At my last company, we built a very similar tool in-house, using LVM w/ thin snapshots, instead of ZFS. The database snapshot host would receive streaming logical replication from our UAT and Staging environments.
Users (developers, QA, etc) could then take an instant snapshot of a multi-TB database, provide a Git hash/branch, and we'd instantly clone the DB, spin up the application and migrate it to the latest version.
That worked great, and the same thing could work with RDS. You could use something like AWS Database Migration Service to replicate from your RDS installation to your Database Lab host.
This way, you get to keep RDS for your actual test and staging environments, but you get streaming replication into your Database Manager instance for Dev/QA.
my guess is that then your market will be restricted to those who are already running their own databases. Because RDS restore-from-snapshot is good enough to not go through the DMS hackery (which is exceedingly nasty) and probably will negate some of the "instant" features that you have.
Just my $0.02 though.
pg_dump -C -h remotehost -U remoteuser dbname | psql -h localhost -U localuser dbname1) dump/restore approach is one of "thick cloning" methods. It will take a really significant amount of time. Roughly, thick cloning speed for modern hardware and networks is somewhat ~1 TiB / hour just for transferring over network and writing to disk. Additionally, in the case of dump/restore, the timing will depend on the number of indexes that need to be built, materialized views to be refreshed, etc.
2) Dump/restore is "logical copying", it means that physical structure is not preserved. Logically, you'll get the same data. Physically – a completely different database. Bloat is gone, indexes are "fresh and good", and so on.
With Database Lab, unless you're on RDS, initial copying is preferably done using some "physical" methods (pg_basebackup, or just rsync, or – the best option – restoration from WAL-G/pgBackRest/Barman/etc backups). The physical structure is preserved. You have an identical copy of the original database. Then you request "thin clones", it really takes a couple of seconds for a multi-terabyte database. And can do various kinds of performance troubleshooting and experiments before you deploy your changes to production. Request 5 thin clones and check your idea 5 times, each time adjusting it a little bit. This is what usually really needed in development.
By the way, I recognized you guys from the other tool you publish, Nancy. While I don't have a direct usecase for it myself, I thought the idea was super valuable as well.
I am a huge Postgres guy (did you know you can build an entire web app in JUST Postgres?[0]) so I had bookmarked a couple of your projects.
Thank you for the response, you guys do some fantastic work.

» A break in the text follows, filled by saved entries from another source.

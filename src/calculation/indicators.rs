//! 技術指標的純計算，輸入輸出皆與原始序列等長，
//! 樣本數不足的前段為 `None`

/// 相對強弱指標。漲跌幅取簡單移動平均，
/// 平均跌幅為零（期間內全漲）時回傳 100，漲跌皆零（整段走平）時無值
pub fn rsi(close: &[f64], period: usize) -> Vec<Option<f64>> {
    let mut result = vec![None; close.len()];
    if period == 0 || close.len() <= period {
        return result;
    }

    let mut gains = Vec::with_capacity(close.len());
    let mut losses = Vec::with_capacity(close.len());
    for window in close.windows(2) {
        let diff = window[1] - window[0];
        gains.push(diff.max(0.0));
        losses.push((-diff).max(0.0));
    }

    for i in period..close.len() {
        // gains[i - 1] 對應 close[i] 當天的漲跌
        let start = i - period;
        let avg_gain: f64 = gains[start..i].iter().sum::<f64>() / period as f64;
        let avg_loss: f64 = losses[start..i].iter().sum::<f64>() / period as f64;

        result[i] = if avg_gain == 0.0 && avg_loss == 0.0 {
            // 整段窗口走平，0/0 不具意義，視為無值
            None
        } else if avg_loss == 0.0 {
            Some(100.0)
        } else {
            Some(100.0 - 100.0 / (1.0 + avg_gain / avg_loss))
        };
    }

    result
}

/// 指數移動平均，first 值即為序列首值（遞迴式，非修正式）
fn ema(values: &[f64], span: usize) -> Vec<f64> {
    let alpha = 2.0 / (span as f64 + 1.0);
    let mut result = Vec::with_capacity(values.len());
    let mut prev = match values.first() {
        Some(v) => *v,
        None => return result,
    };

    result.push(prev);
    for v in &values[1..] {
        prev = alpha * v + (1.0 - alpha) * prev;
        result.push(prev);
    }

    result
}

pub struct Macd {
    /// 快慢線差離值
    pub dif: Vec<f64>,
    /// 差離值的訊號線
    pub signal: Vec<f64>,
    /// 柱狀圖（DIF − 訊號線）
    pub osc: Vec<f64>,
}

/// 指數平滑異同移動平均線
pub fn macd(close: &[f64], fast: usize, slow: usize, signal_span: usize) -> Macd {
    let fast_ema = ema(close, fast);
    let slow_ema = ema(close, slow);
    let dif: Vec<f64> = fast_ema
        .iter()
        .zip(slow_ema.iter())
        .map(|(f, s)| f - s)
        .collect();
    let signal = ema(&dif, signal_span);
    let osc = dif
        .iter()
        .zip(signal.iter())
        .map(|(d, s)| d - s)
        .collect();

    Macd { dif, signal, osc }
}

/// 隨機指標。先取週期內的未成熟隨機值（RSV），
/// 再分別以簡單移動平均平滑出 %K 與 %D。
/// 週期內最高價等於最低價時 RSV 以 50 計
pub fn kd(
    close: &[f64],
    high: &[f64],
    low: &[f64],
    period: usize,
    smooth_k: usize,
    smooth_d: usize,
) -> (Vec<Option<f64>>, Vec<Option<f64>>) {
    let len = close.len();
    let mut rsv = vec![None; len];
    if period == 0 || len < period {
        return (rsv.clone(), rsv);
    }

    for i in (period - 1)..len {
        let start = i + 1 - period;
        let highest = high[start..=i].iter().copied().fold(f64::MIN, f64::max);
        let lowest = low[start..=i].iter().copied().fold(f64::MAX, f64::min);
        let range = highest - lowest;
        rsv[i] = Some(if range == 0.0 {
            50.0
        } else {
            100.0 * (close[i] - lowest) / range
        });
    }

    let k = rolling_mean(&rsv, smooth_k);
    let d = rolling_mean(&k, smooth_d);
    (k, d)
}

/// 對含 `None` 前段的序列取簡單移動平均，
/// 視窗內任一值缺漏則結果為 `None`
fn rolling_mean(values: &[Option<f64>], window: usize) -> Vec<Option<f64>> {
    let mut result = vec![None; values.len()];
    if window == 0 {
        return result;
    }

    for i in (window - 1)..values.len() {
        let slice = &values[i + 1 - window..=i];
        if slice.iter().any(|v| v.is_none()) {
            continue;
        }
        let sum: f64 = slice.iter().flatten().sum();
        result[i] = Some(sum / window as f64);
    }

    result
}

pub struct Bollinger {
    pub upper: Vec<Option<f64>>,
    pub middle: Vec<Option<f64>>,
    pub lower: Vec<Option<f64>>,
}

/// 布林通道，中軌為簡單移動平均，上下軌為中軌 ± 倍數 × 樣本標準差
pub fn bollinger(close: &[f64], period: usize, std_multiplier: f64) -> Bollinger {
    let len = close.len();
    let mut bands = Bollinger {
        upper: vec![None; len],
        middle: vec![None; len],
        lower: vec![None; len],
    };
    if period < 2 || len < period {
        return bands;
    }

    for i in (period - 1)..len {
        let slice = &close[i + 1 - period..=i];
        let mean = slice.iter().sum::<f64>() / period as f64;
        let variance =
            slice.iter().map(|v| (v - mean).powi(2)).sum::<f64>() / (period as f64 - 1.0);
        let offset = std_multiplier * variance.sqrt();

        bands.middle[i] = Some(mean);
        bands.upper[i] = Some(mean + offset);
        bands.lower[i] = Some(mean - offset);
    }

    bands
}

/// RSI 分量：30 以下視為超賣（100 分），70 以上視為超買（0 分），中間線性
fn rsi_score(rsi: f64) -> f64 {
    if rsi <= 30.0 {
        100.0
    } else if rsi >= 70.0 {
        0.0
    } else {
        (70.0 - rsi) / 40.0 * 100.0
    }
}

/// MACD 分量：柱狀圖夾在 ±2 之間再線性換算
fn macd_score(osc: f64) -> f64 {
    let clipped = osc.clamp(-2.0, 2.0);
    (clipped + 2.0) / 4.0 * 100.0
}

/// KD 分量：20 以下視為超賣（100 分），80 以上視為超買（0 分），中間線性
fn kd_score(value: f64) -> f64 {
    if value <= 20.0 {
        100.0
    } else if value >= 80.0 {
        0.0
    } else {
        (80.0 - value) / 60.0 * 100.0
    }
}

/// 綜合技術評分（0 偏空 ~ 100 偏多），取四個分量的平均
pub fn tech_score(rsi: f64, macd_osc: f64, k: f64, d: f64) -> f64 {
    let score =
        (rsi_score(rsi) + macd_score(macd_osc) + kd_score(k) + kd_score(d)) / 4.0;
    score.clamp(0.0, 100.0)
}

I work at a small company, and currently we clone our production database to our dev machines for testing. However certain information in the database is sensitive and we don't want to include it on our dev machines. (This specific sensitive data is also stored in an encrypted format and the key is not included, but we'd still prefer it not included).

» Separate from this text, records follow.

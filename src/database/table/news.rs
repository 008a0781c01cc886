use anyhow::{Context, Result};
use chrono::{DateTime, Local};
use sqlx::postgres::PgQueryResult;

use crate::database;

/// 新聞（RSS 來源）
#[derive(sqlx::FromRow, Default, Debug, Clone)]
pub struct News {
    /// RSS 來源網址
    pub source: String,
    pub title: String,
    pub description: String,
    pub link: String,
    pub pub_date: Option<DateTime<Local>>,
    pub create_time: DateTime<Local>,
}

impl News {
    /// 新增一筆新聞，同一連結只收錄一次
    ///
    /// # Errors
    /// 當 SQL 執行失敗時回傳錯誤。
    pub async fn upsert(&self) -> Result<PgQueryResult> {
        let sql = r#"
INSERT INTO news (source, title, description, link, pub_date, create_time)
VALUES ($1, $2, $3, $4, $5, $6)
ON CONFLICT (link) DO NOTHING;
"#;
        sqlx::query(sql)
            .bind(&self.source)
            .bind(&self.title)
            .bind(&self.description)
            .bind(&self.link)
            .bind(self.pub_date)
            .bind(self.create_time)
            .execute(database::get_connection())
            .await
            .context(format!("Failed to News::upsert({:#?}) from database", self))
    }
}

Basically I'd like to be able to clone the database, and run some SQL to replace the data in some tables with some mock data. But I can't think of an easy way to do this without cloning the database, starting a temporary one, run the sql, then clone it again - and distribute that final build to the devs.
This is requested quite often – for example, if we copy the database from production, sometimes it's needed to remove all personal data not to break regulations.

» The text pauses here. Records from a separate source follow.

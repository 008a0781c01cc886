use anyhow::{Context, Result};
use chrono::{DateTime, Local, NaiveDate};
use rust_decimal::Decimal;
use sqlx::postgres::PgQueryResult;

use crate::{database, util::map::Keyable};

/// 技術指標值：一檔股票在一個交易日的單一指標
#[derive(sqlx::FromRow, Default, Debug, Clone)]
pub struct Indicator {
    pub date: NaiveDate,
    pub stock_symbol: String,
    /// 指標名稱，如 rsi、macd_dif、kd_k
    pub name: String,
    pub value: Decimal,
    pub create_time: DateTime<Local>,
}

impl Keyable for Indicator {
    fn key(&self) -> String {
        format!(
            "{}-{}-{}",
            self.stock_symbol,
            self.date.format("%Y%m%d"),
            self.name
        )
    }

    fn key_with_prefix(&self) -> String {
        format!("Indicator:{}", self.key())
    }
}

impl Indicator {
    pub fn new(stock_symbol: String, date: NaiveDate, name: String, value: Decimal) -> Self {
        Indicator {
            date,
            stock_symbol,
            name,
            value,
            create_time: Local::now(),
        }
    }

    /// 新增或更新指標值
    ///
    /// # Errors
    /// 當 SQL 執行失敗時回傳錯誤。
    pub async fn upsert(&self) -> Result<PgQueryResult> {
        let sql = r#"
INSERT INTO indicator (date, stock_symbol, name, value, create_time)
VALUES ($1, $2, $3, $4, $5)
ON CONFLICT (stock_symbol, date, name)
DO UPDATE SET value = EXCLUDED.value;
"#;
        sqlx::query(sql)
            .bind(self.date)
            .bind(&self.stock_symbol)
            .bind(&self.name)
            .bind(self.value)
            .bind(self.create_time)
            .execute(database::get_connection())
            .await
            .context(format!(
                "Failed to Indicator::upsert({:#?}) from database",
                self
            ))
    }
}

#[cfg(test)]
mod tests {
    use rust_decimal_macros::dec;

    use super::*;

    #[test]
    fn test_keyable() {
        let indicator = Indicator::new(
            "2330".to_string(),
            NaiveDate::from_ymd_opt(2025, 5, 8).unwrap(),
            "rsi".to_string(),
            dec!(65.2),
        );
        assert_eq!(indicator.key(), "2330-20250508-rsi");
        assert_eq!(indicator.key_with_prefix(), "Indicator:2330-20250508-rsi");
    }
}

It is possible in Database Lab, but it's not a very user-friendly feature yet. Briefly, the process is as follows.
The "sync" Postgres instance is configured to be a production replica (better using WAL shipping from the WAL archive). Then, periodically, a new snapshot is created, currently it's done using this Bash script: https://gitlab.com/postgres-ai/database-lab/-/blob/master/sc.... (We are going to make it a part of the database-lab server in the upcoming releases).
Here https://gitlab.com/postgres-ai/database-lab/-/blob/master/sc... you can place any data transformations, so the final snapshot that will be used for thin cloning has adjusted data sets. For example, all personal data is removed or obfuscated.
Of course, if you do this, you need to keep in mind that physically, you'll have a different database. It may affect some kinds of testing (for example, troubleshooting bloat issues or some cases of index performance degradation). There are various choices to be made here. If interested, we'll be happy to help, please join our community Slack which is mentioned in the docs and README.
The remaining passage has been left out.